Saved entries

════════════════

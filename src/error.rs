//! Domain-specific error types for the profile compiler.
//!
//! Library modules return typed errors ([`ConfigError`], [`OutputError`])
//! while command handlers at the CLI boundary convert them to
//! [`anyhow::Error`] via the standard `?` operator.
//!
//! # Error hierarchy
//!
//! ```text
//! HomestageError
//! ├── Config(ConfigError)  — document parsing, entity shape, profile graph
//! └── Output(OutputError)  — output format selection and rendering
//! ```

use thiserror::Error;

/// Top-level error type for the profile compiler.
#[derive(Error, Debug)]
pub enum HomestageError {
    /// The input document or the profile graph it describes is invalid.
    #[error("Configuration error: {0}")]
    Config(#[from] ConfigError),

    /// The compiled document could not be rendered.
    #[error("Output error: {0}")]
    Output(#[from] OutputError),
}

/// Errors that arise while building or validating a [`Config`](crate::config::Config).
#[derive(Error, Debug)]
pub enum ConfigError {
    /// The document is structurally incomplete (e.g. no `profiles` mapping).
    #[error("Invalid config: {0}")]
    InvalidConfig(String),

    /// A specific entity does not have an accepted shape.
    #[error("Malformed entry at {path}: {message}")]
    MalformedEntity {
        /// Dotted path to the offending entry, e.g. `profiles.dev.packages[1]`.
        path: String,
        /// What is wrong with it.
        message: String,
    },

    /// A profile depends on a profile that is not defined.
    #[error("Profile '{profile}' depends on unknown profile '{dependency}'")]
    UnknownReference {
        /// Profile declaring the dependency.
        profile: String,
        /// The name that did not resolve.
        dependency: String,
    },

    /// The same profile name is declared twice.
    #[error("Duplicate profile '{0}'")]
    DuplicateProfile(String),

    /// A profile uses a name the compiler reserves for its own tasks.
    #[error("Profile name '{0}' is reserved")]
    ReservedProfileName(String),

    /// A package-derived task name equals a profile name or a fixed task.
    #[error("Task '{task}' derived from a package of profile '{profile}' collides with a profile or fixed task")]
    TaskNameCollision {
        /// Profile owning the package.
        profile: String,
        /// The derived task name.
        task: String,
    },

    /// The profile dependency graph contains a cycle.
    #[error("Cyclic profile dependency: {0}")]
    CyclicDependency(String),

    /// A profile was requested by name but is not defined.
    #[error("Unknown profile '{0}'")]
    UnknownProfile(String),

    /// The document is not valid YAML.
    #[error("Invalid YAML in {file}: {message}")]
    Syntax {
        /// File (or `<string>`) being parsed.
        file: String,
        /// Parser message.
        message: String,
    },

    /// An I/O error occurred while reading a config file.
    #[error("IO error reading config file {path}: {source}")]
    Io {
        /// Path to the file that could not be read.
        path: String,
        /// Underlying I/O error.
        source: std::io::Error,
    },
}

impl ConfigError {
    /// Shorthand for [`ConfigError::MalformedEntity`].
    pub fn malformed(path: impl Into<String>, message: impl Into<String>) -> Self {
        Self::MalformedEntity {
            path: path.into(),
            message: message.into(),
        }
    }
}

/// Errors that arise when rendering the compiled document.
#[derive(Error, Debug)]
pub enum OutputError {
    /// The requested format is not one of the recognised formats.
    #[error("Unsupported output format '{0}' (expected one of: json, toml, yaml)")]
    UnsupportedFormat(String),

    /// The format is recognised but rendering it is not built yet.
    #[error("Output format '{0}' is not implemented yet")]
    NotImplemented(String),

    /// The serializer rejected the document.
    #[error("Failed to serialize document: {0}")]
    Serialize(String),
}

════════════════

• [WHAT YOU HAVE TO DO]:
Every entry needs to be copied again, word for word.

• [RESPONSE TO THIS EXERCISE]:
filename src/error.rs
//! Domain-specific error types for the profile compiler.
//!
//! Library modules return typed errors ([`ConfigError`], [`OutputError`])
//! while command handlers at the CLI boundary convert them to
//! [`anyhow::Error`] via the standard `?` operator.
//!
//! # Error hierarchy
//!
//! ```text
//! HomestageError
//! ├── Config(ConfigError)  — document parsing, entity shape, profile graph
//! └── Output(OutputError)  — output format selection and rendering
//! ```

use thiserror::Error;

/// Top-level error type for the profile compiler.
#[derive(Error, Debug)]
pub enum HomestageError {
    /// The input document or the profile graph it describes is invalid.
    #[error("Configuration error: {0}")]
    Config(#[from] ConfigError),

    /// The compiled document could not be rendered.
    #[error("Output error: {0}")]
    Output(#[from] OutputError),
}

/// Errors that arise while building or validating a [`Config`](crate::config::Config).
#[derive(Error, Debug)]
pub enum ConfigError {
    /// The document is structurally incomplete (e.g. no `profiles` mapping).
    #[error("Invalid config: {0}")]
    InvalidConfig(String),

    /// A specific entity does not have an accepted shape.
    #[error("Malformed entry at {path}: {message}")]
    MalformedEntity {
        /// Dotted path to the offending entry, e.g. `profiles.dev.packages[1]`.
        path: String,
        /// What is wrong with it.
        message: String,
    },

    /// A profile depends on a profile that is not defined.
    #[error("Profile '{profile}' depends on unknown profile '{dependency}'")]
    UnknownReference {
        /// Profile declaring the dependency.
        profile: String,
        /// The name that did not resolve.
        dependency: String,
    },

    /// The same profile name is declared twice.
    #[error("Duplicate profile '{0}'")]
    DuplicateProfile(String),

    /// A profile uses a name the compiler reserves for its own tasks.
    #[error("Profile name '{0}' is reserved")]
    ReservedProfileName(String),

    /// A package-derived task name equals a profile name or a fixed task.
    #[error("Task '{task}' derived from a package of profile '{profile}' collides with a profile or fixed task")]
    TaskNameCollision {
        /// Profile owning the package.
        profile: String,
        /// The derived task name.
        task: String,
    },

    /// The profile dependency graph contains a cycle.
    #[error("Cyclic profile dependency: {0}")]
    CyclicDependency(String),

    /// A profile was requested by name but is not defined.
    #[error("Unknown profile '{0}'")]
    UnknownProfile(String),

    /// The document is not valid YAML.
    #[error("Invalid YAML in {file}: {message}")]
    Syntax {
        /// File (or `<string>`) being parsed.
        file: String,
        /// Parser message.
        message: String,
    },

    /// An I/O error occurred while reading a config file.
    #[error("IO error reading config file {path}: {source}")]
    Io {
        /// Path to the file that could not be read.
        path: String,
        /// Underlying I/O error.
        source: std::io::Error,
    },
}

impl ConfigError {
    /// Shorthand for [`ConfigError::MalformedEntity`].
    pub fn malformed(path: impl Into<String>, message: impl Into<String>) -> Self {
        Self::MalformedEntity {
            path: path.into(),
            message: message.into(),
        }
    }
}

/// Errors that arise when rendering the compiled document.
#[derive(Error, Debug)]
pub enum OutputError {
    /// The requested format is not one of the recognised formats.
    #[error("Unsupported output format '{0}' (expected one of: json, toml, yaml)")]
    UnsupportedFormat(String),

    /// The format is recognised but rendering it is not built yet.
    #[error("Output format '{0}' is not implemented yet")]
    NotImplemented(String),

    /// The serializer rejected the document.
    #[error("Failed to serialize document: {0}")]
    Serialize(String),
}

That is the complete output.